• _Your instructions_
The answer must be every line below that holds the word "jobs".

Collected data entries
****

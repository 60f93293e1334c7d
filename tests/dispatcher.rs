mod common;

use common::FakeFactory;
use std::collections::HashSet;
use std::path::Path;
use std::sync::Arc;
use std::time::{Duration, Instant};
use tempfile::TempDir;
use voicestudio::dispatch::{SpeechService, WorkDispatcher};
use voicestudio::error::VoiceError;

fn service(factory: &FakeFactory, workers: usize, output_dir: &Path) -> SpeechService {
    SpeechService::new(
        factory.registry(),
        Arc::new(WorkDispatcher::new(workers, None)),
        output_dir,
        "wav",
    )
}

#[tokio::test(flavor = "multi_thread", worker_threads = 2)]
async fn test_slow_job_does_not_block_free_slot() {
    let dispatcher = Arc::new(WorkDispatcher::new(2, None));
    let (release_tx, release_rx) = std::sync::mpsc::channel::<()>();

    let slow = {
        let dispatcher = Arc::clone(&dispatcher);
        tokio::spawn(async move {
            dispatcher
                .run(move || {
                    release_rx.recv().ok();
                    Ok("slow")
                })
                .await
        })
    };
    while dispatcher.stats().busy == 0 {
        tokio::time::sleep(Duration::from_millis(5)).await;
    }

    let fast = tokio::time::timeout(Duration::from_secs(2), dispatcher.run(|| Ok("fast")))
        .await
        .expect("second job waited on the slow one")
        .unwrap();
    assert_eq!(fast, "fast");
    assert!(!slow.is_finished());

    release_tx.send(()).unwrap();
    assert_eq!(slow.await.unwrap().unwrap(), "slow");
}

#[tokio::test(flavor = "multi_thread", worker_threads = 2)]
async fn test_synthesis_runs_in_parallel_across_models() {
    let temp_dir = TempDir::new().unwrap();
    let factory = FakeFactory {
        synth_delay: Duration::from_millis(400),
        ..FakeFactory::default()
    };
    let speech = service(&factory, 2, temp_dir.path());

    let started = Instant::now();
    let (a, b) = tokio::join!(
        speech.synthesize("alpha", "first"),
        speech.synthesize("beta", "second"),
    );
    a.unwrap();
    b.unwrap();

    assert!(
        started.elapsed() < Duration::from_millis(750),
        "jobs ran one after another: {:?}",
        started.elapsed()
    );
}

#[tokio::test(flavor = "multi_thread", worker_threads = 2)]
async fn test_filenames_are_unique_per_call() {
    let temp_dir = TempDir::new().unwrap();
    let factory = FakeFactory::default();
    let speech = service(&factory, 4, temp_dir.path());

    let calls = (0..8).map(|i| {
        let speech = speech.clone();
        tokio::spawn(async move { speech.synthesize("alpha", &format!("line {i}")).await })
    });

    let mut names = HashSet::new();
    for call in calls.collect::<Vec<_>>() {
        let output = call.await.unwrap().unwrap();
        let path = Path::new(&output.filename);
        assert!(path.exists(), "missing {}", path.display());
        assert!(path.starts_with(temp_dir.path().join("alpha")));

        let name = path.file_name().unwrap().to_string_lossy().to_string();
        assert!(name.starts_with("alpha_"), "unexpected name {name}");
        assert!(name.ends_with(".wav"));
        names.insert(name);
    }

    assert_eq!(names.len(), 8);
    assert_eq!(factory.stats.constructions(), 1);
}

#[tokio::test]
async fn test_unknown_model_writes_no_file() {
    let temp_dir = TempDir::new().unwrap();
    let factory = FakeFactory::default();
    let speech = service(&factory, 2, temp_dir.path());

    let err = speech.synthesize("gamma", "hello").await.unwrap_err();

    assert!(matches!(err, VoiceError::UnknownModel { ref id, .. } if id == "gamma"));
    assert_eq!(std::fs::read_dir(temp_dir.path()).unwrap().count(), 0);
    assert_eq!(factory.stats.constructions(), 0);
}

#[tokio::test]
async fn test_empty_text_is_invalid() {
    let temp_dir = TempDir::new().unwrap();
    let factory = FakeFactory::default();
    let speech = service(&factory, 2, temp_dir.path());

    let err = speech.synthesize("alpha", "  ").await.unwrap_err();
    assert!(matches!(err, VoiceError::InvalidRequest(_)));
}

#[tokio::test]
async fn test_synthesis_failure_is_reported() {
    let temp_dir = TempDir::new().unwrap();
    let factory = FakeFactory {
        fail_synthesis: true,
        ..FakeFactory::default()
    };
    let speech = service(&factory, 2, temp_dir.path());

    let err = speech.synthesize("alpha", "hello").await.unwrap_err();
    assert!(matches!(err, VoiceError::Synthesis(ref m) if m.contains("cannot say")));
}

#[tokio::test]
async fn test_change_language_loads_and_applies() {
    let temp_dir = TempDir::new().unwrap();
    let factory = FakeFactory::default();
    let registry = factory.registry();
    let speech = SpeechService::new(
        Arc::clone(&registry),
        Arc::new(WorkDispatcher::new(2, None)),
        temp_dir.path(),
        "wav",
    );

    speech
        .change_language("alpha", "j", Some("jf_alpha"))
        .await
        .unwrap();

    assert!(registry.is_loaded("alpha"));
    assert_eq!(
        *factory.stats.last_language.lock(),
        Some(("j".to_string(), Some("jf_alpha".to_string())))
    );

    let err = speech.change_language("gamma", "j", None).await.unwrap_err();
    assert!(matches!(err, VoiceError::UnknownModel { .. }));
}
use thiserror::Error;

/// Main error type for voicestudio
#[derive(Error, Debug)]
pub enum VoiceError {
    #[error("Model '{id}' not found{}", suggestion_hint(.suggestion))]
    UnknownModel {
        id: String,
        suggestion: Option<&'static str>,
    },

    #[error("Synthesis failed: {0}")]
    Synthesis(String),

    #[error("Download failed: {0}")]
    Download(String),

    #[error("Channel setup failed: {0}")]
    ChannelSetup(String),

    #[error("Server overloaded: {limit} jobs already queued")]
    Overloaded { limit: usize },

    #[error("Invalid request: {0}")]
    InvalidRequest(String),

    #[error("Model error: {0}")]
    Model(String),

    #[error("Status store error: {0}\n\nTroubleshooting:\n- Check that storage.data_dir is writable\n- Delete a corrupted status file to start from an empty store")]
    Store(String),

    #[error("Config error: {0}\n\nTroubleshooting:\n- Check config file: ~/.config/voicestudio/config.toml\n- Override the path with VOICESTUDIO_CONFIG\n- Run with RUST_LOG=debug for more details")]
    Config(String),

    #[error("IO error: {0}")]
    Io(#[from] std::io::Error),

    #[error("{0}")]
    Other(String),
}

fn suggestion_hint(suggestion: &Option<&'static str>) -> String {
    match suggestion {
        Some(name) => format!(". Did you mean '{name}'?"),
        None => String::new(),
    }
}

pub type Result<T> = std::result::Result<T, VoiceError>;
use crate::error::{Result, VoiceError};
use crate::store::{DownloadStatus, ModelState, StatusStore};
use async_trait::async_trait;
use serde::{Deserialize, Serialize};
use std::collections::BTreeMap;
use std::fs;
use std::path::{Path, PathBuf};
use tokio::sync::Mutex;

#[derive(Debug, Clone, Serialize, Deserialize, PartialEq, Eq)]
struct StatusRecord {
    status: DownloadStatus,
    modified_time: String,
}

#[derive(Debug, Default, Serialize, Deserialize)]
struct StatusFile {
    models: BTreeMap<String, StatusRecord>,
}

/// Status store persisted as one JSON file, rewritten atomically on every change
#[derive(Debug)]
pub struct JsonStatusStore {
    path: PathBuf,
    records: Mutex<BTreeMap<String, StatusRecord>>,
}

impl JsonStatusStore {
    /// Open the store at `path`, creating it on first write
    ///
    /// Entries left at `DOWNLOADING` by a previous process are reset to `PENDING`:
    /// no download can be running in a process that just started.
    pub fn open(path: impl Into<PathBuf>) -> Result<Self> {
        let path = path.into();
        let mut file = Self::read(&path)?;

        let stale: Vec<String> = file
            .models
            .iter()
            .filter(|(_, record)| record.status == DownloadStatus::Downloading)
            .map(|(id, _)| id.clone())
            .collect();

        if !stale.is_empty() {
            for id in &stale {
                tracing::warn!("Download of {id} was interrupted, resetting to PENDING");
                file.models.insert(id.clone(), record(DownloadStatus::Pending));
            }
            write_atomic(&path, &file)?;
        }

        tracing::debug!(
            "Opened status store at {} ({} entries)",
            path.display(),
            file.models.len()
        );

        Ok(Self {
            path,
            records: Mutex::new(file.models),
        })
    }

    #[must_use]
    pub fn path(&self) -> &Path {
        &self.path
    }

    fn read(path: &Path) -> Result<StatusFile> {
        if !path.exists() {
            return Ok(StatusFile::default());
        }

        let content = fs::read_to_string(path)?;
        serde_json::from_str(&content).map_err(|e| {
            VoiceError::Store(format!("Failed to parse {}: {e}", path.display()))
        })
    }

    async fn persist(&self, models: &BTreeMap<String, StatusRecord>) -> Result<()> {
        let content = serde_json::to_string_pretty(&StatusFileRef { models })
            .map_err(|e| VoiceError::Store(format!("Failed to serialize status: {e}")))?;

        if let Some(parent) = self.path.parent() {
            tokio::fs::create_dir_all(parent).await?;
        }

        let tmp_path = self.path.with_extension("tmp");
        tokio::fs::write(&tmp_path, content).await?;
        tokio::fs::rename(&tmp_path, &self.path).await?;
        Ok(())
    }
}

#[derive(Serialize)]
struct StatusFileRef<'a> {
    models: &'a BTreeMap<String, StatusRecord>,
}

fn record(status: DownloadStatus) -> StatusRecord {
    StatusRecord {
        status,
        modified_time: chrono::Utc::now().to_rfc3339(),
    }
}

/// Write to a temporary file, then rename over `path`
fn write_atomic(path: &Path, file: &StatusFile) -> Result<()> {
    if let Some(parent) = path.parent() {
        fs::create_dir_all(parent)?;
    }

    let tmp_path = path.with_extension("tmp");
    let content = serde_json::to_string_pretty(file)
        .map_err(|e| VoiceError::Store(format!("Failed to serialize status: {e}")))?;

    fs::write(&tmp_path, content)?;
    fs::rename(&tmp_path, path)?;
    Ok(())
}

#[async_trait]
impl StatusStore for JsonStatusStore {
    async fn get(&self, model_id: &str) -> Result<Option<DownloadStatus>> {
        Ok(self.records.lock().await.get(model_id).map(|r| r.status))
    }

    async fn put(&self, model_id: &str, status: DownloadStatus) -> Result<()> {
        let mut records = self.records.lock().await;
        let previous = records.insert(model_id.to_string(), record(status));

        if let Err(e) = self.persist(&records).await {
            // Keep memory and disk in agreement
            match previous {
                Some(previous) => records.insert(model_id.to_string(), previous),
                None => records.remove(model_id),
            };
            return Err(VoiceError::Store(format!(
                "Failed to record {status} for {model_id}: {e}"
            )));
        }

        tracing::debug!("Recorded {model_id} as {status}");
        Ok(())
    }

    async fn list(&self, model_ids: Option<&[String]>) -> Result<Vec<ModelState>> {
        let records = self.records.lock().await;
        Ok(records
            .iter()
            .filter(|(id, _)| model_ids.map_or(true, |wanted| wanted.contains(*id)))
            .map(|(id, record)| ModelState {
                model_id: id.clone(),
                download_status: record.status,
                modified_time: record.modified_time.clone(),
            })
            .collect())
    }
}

****

• _Exercise answer_
        "jobs ran one after another: {:?}",
    #[error("Server overloaded: {limit} jobs already queued")]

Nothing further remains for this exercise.